Vorgeblättert

Leseprobe zu: Zoran Feric: Das Alter kam am 23. Mai gegen 11 Uhr. Teil 3

27.08.2012.
Das Haus, in dem wir wohnten, war 1932 auf dem flachen Teil unserer steilen und schmalen Straße von der Baufirma Bernstein & Bencekovi? errichtet worden. So stand es zumindest auf der Marmortafel neben der Eingangstür. An den Türen aller acht, auf vier Etagen verteilten Wohnungen gab es keine gravierten Metallschilder mit Vor- und Nachnamen, wie in den meisten anderen Häusern, sondern kleine Metallrahmen, in die man ein kleines Kärtchen mit dem Nachnamen einschieben konnte. Alle Kärtchen waren gleich, und die Namen waren auf der Schreibmaschine des Vorsitzenden des Mieterbeirats geschrieben worden. Roman wollte gehört haben, dass die Wohnungen in diesem Haus vor dem Krieg zum Vermieten gedient hätten, und so war dies wohl die einfachere Lösung gewesen, die neuen Namen anzubringen. Zuerst hatten hier angeblich gut situierte Juden gewohnt, denn auch der Besitzer der Immobilie war Jude gewesen. Ab April 1941 gingen die großen und attraktiven Wohnungen an die Mitglieder der ersten Regierung des Poglavnik. Einige von ihnen zogen noch während des Krieges wieder aus, nach der Kapitulation Italiens. Aber der zweite große Namenswechsel erfolgte erst nach dem 8. Mai 1945, als die XXXIII. Partisanendivision des X. Korps, von Zelina vorrückend, nach Zagreb einmarschierte. Die ersten leeren Wohnungen gingen an Überlebende aus dem Zagreber Untergrund, denen es im Laufes des Jahres 1944 gelungen war, auf das befreite Territorium überzuwechseln. Der dritte massive Namenswechsel kam 1948, gleich fünf Kärtchen wurden durch neue ersetzt.

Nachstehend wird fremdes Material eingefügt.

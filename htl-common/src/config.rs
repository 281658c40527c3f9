//! Configuration loading and root folder resolution

use crate::{Error, Result};
use std::path::{Path, PathBuf};
use tracing::info;

/// Database file name under the root folder
const DATABASE_FILE: &str = "htl.db";

/// Resolves the HTL root folder following the priority order:
/// 1. Command-line argument (highest priority)
/// 2. `HTL_ROOT` environment variable
/// 3. `root_folder` key in the platform config.toml
/// 4. OS-dependent compiled default (fallback)
pub struct RootFolderResolver {
    module_name: &'static str,
    cli_arg: Option<PathBuf>,
}

impl RootFolderResolver {
    /// Create a resolver for the named module
    pub fn new(module_name: &'static str) -> Self {
        Self {
            module_name,
            cli_arg: None,
        }
    }

    /// Supply the command-line override, if the user passed one
    pub fn with_cli_arg(mut self, cli_arg: Option<PathBuf>) -> Self {
        self.cli_arg = cli_arg;
        self
    }

    /// Resolve the root folder
    pub fn resolve(&self) -> PathBuf {
        // Priority 1: Command-line argument
        if let Some(path) = &self.cli_arg {
            info!("{}: root folder from command line: {}", self.module_name, path.display());
            return path.clone();
        }

        // Priority 2: Environment variable
        if let Ok(path) = std::env::var("HTL_ROOT") {
            info!("{}: root folder from HTL_ROOT: {}", self.module_name, path);
            return PathBuf::from(path);
        }

        // Priority 3: TOML config file
        if let Ok(config_path) = config_file_path() {
            if let Ok(toml_content) = std::fs::read_to_string(&config_path) {
                if let Ok(config) = toml::from_str::<toml::Value>(&toml_content) {
                    if let Some(root_folder) = config.get("root_folder").and_then(|v| v.as_str()) {
                        info!(
                            "{}: root folder from {}: {}",
                            self.module_name,
                            config_path.display(),
                            root_folder
                        );
                        return PathBuf::from(root_folder);
                    }
                }
            }
        }

        // Priority 4: OS-dependent compiled default
        let default = default_root_folder();
        info!("{}: root folder default: {}", self.module_name, default.display());
        default
    }
}

/// Prepares a resolved root folder for use
pub struct RootFolderInitializer {
    root_folder: PathBuf,
}

impl RootFolderInitializer {
    pub fn new(root_folder: PathBuf) -> Self {
        Self { root_folder }
    }

    /// Create the root folder if it does not exist yet
    pub fn ensure_directory_exists(&self) -> Result<()> {
        std::fs::create_dir_all(&self.root_folder)?;
        Ok(())
    }

    /// Path of the SQLite database under the root folder
    pub fn database_path(&self) -> PathBuf {
        self.root_folder.join(DATABASE_FILE)
    }

    pub fn root_folder(&self) -> &Path {
        &self.root_folder
    }
}

/// Get the configuration file path for the platform
fn config_file_path() -> Result<PathBuf> {
    if cfg!(target_os = "linux") {
        // Try ~/.config/htl/config.toml first, then /etc/htl/config.toml
        if let Some(path) = dirs::config_dir().map(|d| d.join("htl").join("config.toml")) {
            if path.exists() {
                return Ok(path);
            }
        }
        let system_config = PathBuf::from("/etc/htl/config.toml");
        if system_config.exists() {
            return Ok(system_config);
        }
        Err(Error::Config("No config file found".to_string()))
    } else {
        let path = dirs::config_dir()
            .map(|d| d.join("htl").join("config.toml"))
            .ok_or_else(|| Error::Config("Could not determine config directory".to_string()))?;
        if path.exists() {
            Ok(path)
        } else {
            Err(Error::Config(format!("Config file not found: {:?}", path)))
        }
    }
}

/// Get OS-dependent default root folder path
fn default_root_folder() -> PathBuf {
    if cfg!(target_os = "linux") {
        // ~/.local/share/htl (or /var/lib/htl for system-wide)
        dirs::data_local_dir()
            .map(|d| d.join("htl"))
            .unwrap_or_else(|| PathBuf::from("/var/lib/htl"))
    } else if cfg!(target_os = "macos") {
        // ~/Library/Application Support/htl
        dirs::data_dir()
            .map(|d| d.join("htl"))
            .unwrap_or_else(|| PathBuf::from("/Library/Application Support/htl"))
    } else if cfg!(target_os = "windows") {
        // %LOCALAPPDATA%\htl
        dirs::data_local_dir()
            .map(|d| d.join("htl"))
            .unwrap_or_else(|| PathBuf::from("C:\\ProgramData\\htl"))
    } else {
        PathBuf::from("./htl_data")
    }
}

#[cfg(test)]
mod tests {
    use super::*;

    #[test]
    fn cli_argument_wins() {
        let resolver = RootFolderResolver::new("test")
            .with_cli_arg(Some(PathBuf::from("/tmp/htl-cli-root")));
        assert_eq!(resolver.resolve(), PathBuf::from("/tmp/htl-cli-root"));
    }

    #[test]
    fn initializer_database_path() {
        let init = RootFolderInitializer::new(PathBuf::from("/tmp/htl-root"));
        assert_eq!(init.database_path(), PathBuf::from("/tmp/htl-root/htl.db"));
    }
}
//! Session progression endpoints
//!
//! These handlers drive the round-session state machine. Confirmation is
//! the only one with moving parts: it dispatches the vote write and the
//! cosmetic reveal timer as independent tasks, so a slow or failing store
//! never holds up the reveal.

use std::collections::BTreeMap;

use axum::extract::State;
use axum::Json;
use serde::{Deserialize, Serialize};
use tracing::debug;

use htl_common::db::VisitorMeta;
use htl_common::events::LabEvent;

use crate::consensus::ConsensusResult;
use crate::session::{SessionSnapshot, REVEAL_STAGE_ONE, REVEAL_STAGE_TWO};
use crate::AppState;

use super::ApiError;

/// Session snapshot plus the live consensus of every round
#[derive(Debug, Serialize)]
pub struct StateResponse {
    pub session: SessionSnapshot,
    pub consensus: BTreeMap<String, ConsensusResult>,
}

async fn state_response(state: &AppState) -> StateResponse {
    let session = state.session.lock().await.snapshot();
    let board = state.tallies.read().await;
    let consensus = state
        .rounds
        .iter()
        .map(|round| (round.id.to_string(), board.consensus(round.id)))
        .collect();
    StateResponse { session, consensus }
}

/// GET /api/state
pub async fn get_state(State(state): State<AppState>) -> Json<StateResponse> {
    Json(state_response(&state).await)
}

#[derive(Debug, Deserialize)]
pub struct SelectRequest {
    pub item_id: String,
}

/// POST /api/select
///
/// Stage a pick in the current round (no vote is written yet).
pub async fn post_select(
    State(state): State<AppState>,
    Json(request): Json<SelectRequest>,
) -> Result<Json<StateResponse>, ApiError> {
    state.session.lock().await.select(&request.item_id)?;
    Ok(Json(state_response(&state).await))
}

#[derive(Debug, Default, Deserialize)]
pub struct ConfirmRequest {
    /// Opaque client-supplied metadata recorded with the vote
    #[serde(default)]
    pub meta: VisitorMeta,
}

/// POST /api/confirm
///
/// Lock in the staged pick. The vote write is fire-and-forget; its outcome
/// lands back in the session asynchronously (duplicates are benign, other
/// failures raise the warning flag). The reveal happens after the fixed
/// two-stage delay regardless of the write.
pub async fn post_confirm(
    State(state): State<AppState>,
    request: Option<Json<ConfirmRequest>>,
) -> Result<Json<StateResponse>, ApiError> {
    let request = request.map(|Json(r)| r).unwrap_or_default();

    let vote = {
        let mut session = state.session.lock().await;
        let round_id = session
            .current_round()
            .map(|r| r.id.to_string())
            .unwrap_or_default();
        let tally = state.tallies.read().await.tally(&round_id);
        session.confirm(&tally, request.meta)?
    };

    if let Some(vote) = vote {
        // Vote write, fire-and-forget
        let store = state.store.clone();
        let session = state.session.clone();
        tokio::spawn(async move {
            let outcome = store.insert(&vote).await;
            session.lock().await.vote_write_finished(outcome);
        });

        // Cosmetic reveal timer, independent of the write
        let session = state.session.clone();
        tokio::spawn(async move {
            tokio::time::sleep(REVEAL_STAGE_ONE).await;
            debug!("Reveal stage one elapsed");
            tokio::time::sleep(REVEAL_STAGE_TWO).await;
            // A racing reset makes this a no-op; nothing to recover
            if let Err(e) = session.lock().await.reveal() {
                debug!("Reveal skipped: {}", e);
            }
        });
    }

    Ok(Json(state_response(&state).await))
}

/// POST /api/advance
///
/// Move past a revealed round, or finish the session after the last one.
pub async fn post_advance(
    State(state): State<AppState>,
) -> Result<Json<StateResponse>, ApiError> {
    state.session.lock().await.advance()?;
    Ok(Json(state_response(&state).await))
}

/// POST /api/reset
///
/// Restart the experiment: rotate the visitor identity (device id stays,
/// session number increments) and return to the first round.
pub async fn post_reset(State(state): State<AppState>) -> Result<Json<StateResponse>, ApiError> {
    let mut session = state.session.lock().await;
    let rotated = state.identity.rotate(session.identity()).await?;
    session.reset(rotated)?;

    state.bus.emit_lossy(LabEvent::SessionReset {
        visitor_id: rotated.visitor_id,
        session_number: rotated.session_number,
        timestamp: chrono::Utc::now(),
    });

    drop(session);
    Ok(Json(state_response(&state).await))
}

Roman führte mich an die Tür der ersten Erdgeschosswohnung. Radovan deckte für alle Fälle den Spion in der gegenüberliegenden Wohnungstür ab, während Roman den Karton mit dem Namen herauszog:
- Geht ganz leicht. Wenn es dunkel ist, vertauschen wir alle Namen. Zuerst ziehst du es raus, so, und dann steckst du es genauso in den anderen hinein, du legst es flach an die Tür und schiebst mit dem Finger nach.
Er schob das Kärtchen zurück in den Rahmen.
Ich schwieg.
- Gefällt es dir nicht?
- Mein Alter schlägt mich tot!
- Sie kriegen uns nicht, sagte Radovan. Haben sie auch beim ersten Mal nicht. Und weißt du, weshalb? Weil wir auch bei uns die Namen austauschen.
- Ich weiß nicht.
- Sei keine Memme, sagte Roman, als er sah, dass ich meine Zweifel hatte. Es war gefährlich, aber ich hatte gerade Freunde gefunden, und deshalb sagte ich:
- Gut.
Jetzt gab es kein Zurück mehr.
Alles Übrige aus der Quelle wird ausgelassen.